***** Source data *****

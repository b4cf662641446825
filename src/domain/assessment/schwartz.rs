//! Schwartz basic-values scorer.
//!
//! Ten Likert questions (`schwartz_1`..`schwartz_10`), one per value
//! dimension, each answered 1-4. Top values are ranked by score, stable on
//! ties by the fixed declaration order of the dimensions.

use serde::{Deserialize, Serialize};
use std::collections::HashMap;
use std::fmt;

use super::answers::QuizAnswers;

/// Minimum valid Likert answer.
pub const LIKERT_MIN: u8 = 1;

/// Maximum valid Likert answer.
pub const LIKERT_MAX: u8 = 4;

/// The ten Schwartz basic values.
#[derive(Debug, Clone, Copy, PartialEq, Eq, Hash, Serialize, Deserialize)]
#[serde(rename_all = "snake_case")]
pub enum SchwartzValue {
    SelfDirection,
    Stimulation,
    Hedonism,
    Achievement,
    Power,
    Security,
    Conformity,
    Tradition,
    Benevolence,
    Universalism,
}

/// Declaration order of the dimensions; question `schwartz_N` maps to the
/// value at index N-1. This order is also the tie-break for ranking.
pub const SCHWARTZ_VALUE_ORDER: [SchwartzValue; 10] = [
    SchwartzValue::SelfDirection,
    SchwartzValue::Stimulation,
    SchwartzValue::Hedonism,
    SchwartzValue::Achievement,
    SchwartzValue::Power,
    SchwartzValue::Security,
    SchwartzValue::Conformity,
    SchwartzValue::Tradition,
    SchwartzValue::Benevolence,
    SchwartzValue::Universalism,
];

impl fmt::Display for SchwartzValue {
    fn fmt(&self, f: &mut fmt::Formatter<'_>) -> fmt::Result {
        // Platform display labels are Portuguese.
        match self {
            SchwartzValue::SelfDirection => write!(f, "Autodireção"),
            SchwartzValue::Stimulation => write!(f, "Estimulação"),
            SchwartzValue::Hedonism => write!(f, "Hedonismo"),
            SchwartzValue::Achievement => write!(f, "Realização"),
            SchwartzValue::Power => write!(f, "Poder"),
            SchwartzValue::Security => write!(f, "Segurança"),
            SchwartzValue::Conformity => write!(f, "Conformidade"),
            SchwartzValue::Tradition => write!(f, "Tradição"),
            SchwartzValue::Benevolence => write!(f, "Benevolência"),
            SchwartzValue::Universalism => write!(f, "Universalismo"),
        }
    }
}

/// A student's value priorities: ranked top values plus per-value scores.
#[derive(Debug, Clone, PartialEq, Eq, Serialize, Deserialize)]
pub struct SchwartzValues {
    /// Value names ranked by score, highest first, truncated to the
    /// configured count. Unanswered values never appear here.
    pub top_values: Vec<SchwartzValue>,
    /// Likert score per value; unanswered values score zero.
    pub scores: HashMap<SchwartzValue, u8>,
}

impl SchwartzValues {
    /// Score for a single value, zero when unanswered.
    pub fn score(&self, value: SchwartzValue) -> u8 {
        self.scores.get(&value).copied().unwrap_or(0)
    }
}

/// Schwartz scoring functions.
pub struct SchwartzScorer;

impl SchwartzScorer {
    /// Scores the Likert answers and ranks the top `top_n` values.
    ///
    /// # Edge Cases
    /// - Missing, non-numeric, or out-of-range (not 1-4) answers: score zero
    /// - Zero-score values are excluded from `top_values`, so an empty
    ///   answer set yields an empty ranking
    /// - Equal scores: ranked by declaration order ([`SCHWARTZ_VALUE_ORDER`])
    pub fn score(answers: &QuizAnswers, top_n: usize) -> SchwartzValues {
        let mut scores = HashMap::new();

        for (index, value) in SCHWARTZ_VALUE_ORDER.iter().enumerate() {
            let answer = answers
                .get(&format!("schwartz_{}", index + 1))
                .and_then(|v| v.trim().parse::<u8>().ok())
                .filter(|n| (LIKERT_MIN..=LIKERT_MAX).contains(n))
                .unwrap_or(0);
            scores.insert(*value, answer);
        }

        // Stable sort over the declaration order keeps ties deterministic.
        let mut ranked: Vec<SchwartzValue> = SCHWARTZ_VALUE_ORDER
            .iter()
            .filter(|v| scores[*v] > 0)
            .copied()
            .collect();
        ranked.sort_by(|a, b| scores[b].cmp(&scores[a]));
        ranked.truncate(top_n);

        SchwartzValues {
            top_values: ranked,
            scores,
        }
    }
}
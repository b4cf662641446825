//! Student entity.

use serde::{Deserialize, Serialize};

use crate::domain::foundation::{ClassId, ProfileId, StudentId, Timestamp, ValidationError};

/// Bounds on a plausible student age.
const AGE_MIN: u8 = 4;
const AGE_MAX: u8 = 120;

/// A student enrolled in a class.
///
/// Created at quiz submission; references its profile by id rather than
/// owning it. Deleting a student cascades to the profile at the store
/// layer.
#[derive(Debug, Clone, PartialEq, Eq, Serialize, Deserialize)]
#[serde(rename_all = "camelCase")]
pub struct Student {
    id: StudentId,
    class_id: ClassId,
    name: String,
    age: u8,
    email: Option<String>,
    gender: Option<String>,
    profile_id: Option<ProfileId>,
    created_at: Timestamp,
}

impl Student {
    /// Creates a new student.
    ///
    /// Name must be non-blank; age must be within plausible bounds.
    pub fn new(
        class_id: ClassId,
        name: impl Into<String>,
        age: u8,
        email: Option<String>,
        gender: Option<String>,
        timestamp: Timestamp,
    ) -> Result<Self, ValidationError> {
        let name = name.into();
        if name.trim().is_empty() {
            return Err(ValidationError::empty_field("name"));
        }
        if !(AGE_MIN..=AGE_MAX).contains(&age) {
            return Err(ValidationError::out_of_range(
                "age",
                AGE_MIN as i32,
                AGE_MAX as i32,
                age as i32,
            ));
        }

        Ok(Self {
            id: StudentId::new(),
            class_id,
            name,
            age,
            email,
            gender,
            profile_id: None,
            created_at: timestamp,
        })
    }

    /// Links the student to their unified profile. Set once at submission.
    pub fn attach_profile(&mut self, profile_id: ProfileId) {
        self.profile_id = Some(profile_id);
    }

    // Getters

    pub fn id(&self) -> StudentId {
        self.id
    }

    pub fn class_id(&self) -> ClassId {
        self.class_id
    }

    pub fn name(&self) -> &str {
        &self.name
    }

    pub fn age(&self) -> u8 {
        self.age
    }

    pub fn email(&self) -> Option<&str> {
        self.email.as_deref()
    }

    pub fn gender(&self) -> Option<&str> {
        self.gender.as_deref()
    }

    pub fn profile_id(&self) -> Option<ProfileId> {
        self.profile_id
    }

    pub fn created_at(&self) -> Timestamp {
        self.created_at
    }
}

*****

• _Problem requirements_:
Lines with the word "SchwartzValues" in them are the answer; report each one from the data.

• _Response to the task_:
pub struct SchwartzValues {
impl SchwartzValues {
    pub fn score(answers: &QuizAnswers, top_n: usize) -> SchwartzValues {
        SchwartzValues {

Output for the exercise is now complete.